__What is being asked__. Answer with one number only: the count of lines below that hold the word "Conflict".
##### Provided information #####
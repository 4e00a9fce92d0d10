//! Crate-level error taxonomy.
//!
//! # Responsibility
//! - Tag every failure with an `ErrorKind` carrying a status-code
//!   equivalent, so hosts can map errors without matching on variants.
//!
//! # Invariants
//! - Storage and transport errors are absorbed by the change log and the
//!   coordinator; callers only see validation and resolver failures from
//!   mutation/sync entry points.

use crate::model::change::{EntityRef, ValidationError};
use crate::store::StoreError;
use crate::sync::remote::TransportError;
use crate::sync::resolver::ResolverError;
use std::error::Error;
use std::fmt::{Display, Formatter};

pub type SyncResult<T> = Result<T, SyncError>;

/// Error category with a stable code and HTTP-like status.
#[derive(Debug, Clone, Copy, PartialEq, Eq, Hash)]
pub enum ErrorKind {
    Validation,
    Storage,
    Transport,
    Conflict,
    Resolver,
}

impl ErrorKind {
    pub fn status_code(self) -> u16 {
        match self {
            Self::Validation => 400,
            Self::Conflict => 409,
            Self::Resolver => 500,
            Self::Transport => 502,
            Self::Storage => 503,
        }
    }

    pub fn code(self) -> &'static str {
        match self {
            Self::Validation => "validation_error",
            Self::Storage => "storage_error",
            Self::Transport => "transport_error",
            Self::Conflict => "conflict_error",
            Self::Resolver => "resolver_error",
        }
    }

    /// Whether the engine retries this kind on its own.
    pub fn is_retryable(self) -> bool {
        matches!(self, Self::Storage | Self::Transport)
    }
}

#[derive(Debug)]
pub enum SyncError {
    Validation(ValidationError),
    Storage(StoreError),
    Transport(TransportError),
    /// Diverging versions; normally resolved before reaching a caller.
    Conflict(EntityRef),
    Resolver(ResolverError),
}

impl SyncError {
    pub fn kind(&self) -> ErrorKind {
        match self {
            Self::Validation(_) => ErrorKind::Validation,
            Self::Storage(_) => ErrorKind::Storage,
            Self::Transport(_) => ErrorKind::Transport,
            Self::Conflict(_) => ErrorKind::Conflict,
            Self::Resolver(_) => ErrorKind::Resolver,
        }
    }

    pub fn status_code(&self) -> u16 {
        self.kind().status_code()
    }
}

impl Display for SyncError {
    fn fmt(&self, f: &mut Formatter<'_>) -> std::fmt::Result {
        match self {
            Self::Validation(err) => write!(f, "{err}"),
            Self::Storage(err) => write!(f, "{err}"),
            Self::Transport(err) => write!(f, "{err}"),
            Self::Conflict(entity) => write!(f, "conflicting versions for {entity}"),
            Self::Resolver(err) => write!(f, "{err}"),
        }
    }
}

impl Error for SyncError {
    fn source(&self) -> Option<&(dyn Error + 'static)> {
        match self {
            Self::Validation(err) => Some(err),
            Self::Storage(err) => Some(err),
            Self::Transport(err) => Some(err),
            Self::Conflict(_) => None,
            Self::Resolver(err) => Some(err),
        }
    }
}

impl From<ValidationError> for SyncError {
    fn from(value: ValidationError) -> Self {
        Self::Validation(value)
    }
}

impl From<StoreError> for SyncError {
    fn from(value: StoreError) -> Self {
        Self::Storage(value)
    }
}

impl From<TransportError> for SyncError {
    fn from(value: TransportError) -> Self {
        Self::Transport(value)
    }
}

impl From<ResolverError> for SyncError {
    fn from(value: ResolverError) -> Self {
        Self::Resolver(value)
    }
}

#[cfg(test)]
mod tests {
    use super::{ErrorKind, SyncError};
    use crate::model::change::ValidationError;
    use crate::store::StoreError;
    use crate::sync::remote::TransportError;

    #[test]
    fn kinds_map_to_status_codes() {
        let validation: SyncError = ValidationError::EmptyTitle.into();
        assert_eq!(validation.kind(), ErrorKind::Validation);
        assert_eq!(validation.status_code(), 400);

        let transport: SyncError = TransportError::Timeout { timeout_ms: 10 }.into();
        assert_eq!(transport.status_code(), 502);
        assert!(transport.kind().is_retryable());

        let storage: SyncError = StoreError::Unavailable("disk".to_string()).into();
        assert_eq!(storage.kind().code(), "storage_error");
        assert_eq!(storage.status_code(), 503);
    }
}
#####
##### Provided information #####
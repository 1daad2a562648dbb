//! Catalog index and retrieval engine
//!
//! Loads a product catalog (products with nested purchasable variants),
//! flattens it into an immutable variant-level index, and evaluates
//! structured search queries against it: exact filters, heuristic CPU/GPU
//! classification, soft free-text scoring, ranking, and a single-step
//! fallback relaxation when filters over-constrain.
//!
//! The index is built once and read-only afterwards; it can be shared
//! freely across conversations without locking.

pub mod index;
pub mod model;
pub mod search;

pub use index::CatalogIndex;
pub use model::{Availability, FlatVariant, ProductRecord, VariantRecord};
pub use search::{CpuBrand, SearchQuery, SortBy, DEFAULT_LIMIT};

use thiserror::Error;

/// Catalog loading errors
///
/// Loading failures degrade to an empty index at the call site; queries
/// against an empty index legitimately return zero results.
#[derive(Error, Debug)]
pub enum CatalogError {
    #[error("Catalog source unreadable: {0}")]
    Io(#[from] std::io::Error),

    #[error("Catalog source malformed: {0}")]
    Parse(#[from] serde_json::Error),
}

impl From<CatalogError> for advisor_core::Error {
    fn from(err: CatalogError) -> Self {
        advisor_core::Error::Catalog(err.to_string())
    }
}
#####
##### Provided information #####
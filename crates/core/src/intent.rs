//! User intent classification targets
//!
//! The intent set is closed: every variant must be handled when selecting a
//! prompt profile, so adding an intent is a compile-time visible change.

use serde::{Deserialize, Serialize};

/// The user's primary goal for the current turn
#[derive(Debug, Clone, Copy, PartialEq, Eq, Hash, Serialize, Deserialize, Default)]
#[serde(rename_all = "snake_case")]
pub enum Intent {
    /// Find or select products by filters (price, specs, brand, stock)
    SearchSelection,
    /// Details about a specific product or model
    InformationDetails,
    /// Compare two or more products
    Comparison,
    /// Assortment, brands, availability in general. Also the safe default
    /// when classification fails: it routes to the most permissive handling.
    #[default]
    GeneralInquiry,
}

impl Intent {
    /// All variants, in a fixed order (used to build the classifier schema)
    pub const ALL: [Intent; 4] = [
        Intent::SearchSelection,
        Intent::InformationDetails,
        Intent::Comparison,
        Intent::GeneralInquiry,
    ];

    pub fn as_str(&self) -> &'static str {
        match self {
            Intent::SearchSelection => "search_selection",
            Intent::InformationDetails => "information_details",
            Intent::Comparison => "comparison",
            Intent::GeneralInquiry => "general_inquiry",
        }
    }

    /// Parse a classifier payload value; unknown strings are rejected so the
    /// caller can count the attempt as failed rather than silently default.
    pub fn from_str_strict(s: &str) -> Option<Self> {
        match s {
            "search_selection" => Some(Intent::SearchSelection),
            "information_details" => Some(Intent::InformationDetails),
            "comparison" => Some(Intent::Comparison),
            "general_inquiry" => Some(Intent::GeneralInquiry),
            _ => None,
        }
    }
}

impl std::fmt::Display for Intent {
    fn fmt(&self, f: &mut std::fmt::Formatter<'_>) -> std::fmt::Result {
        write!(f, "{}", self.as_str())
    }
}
#####
__Task solution__. 7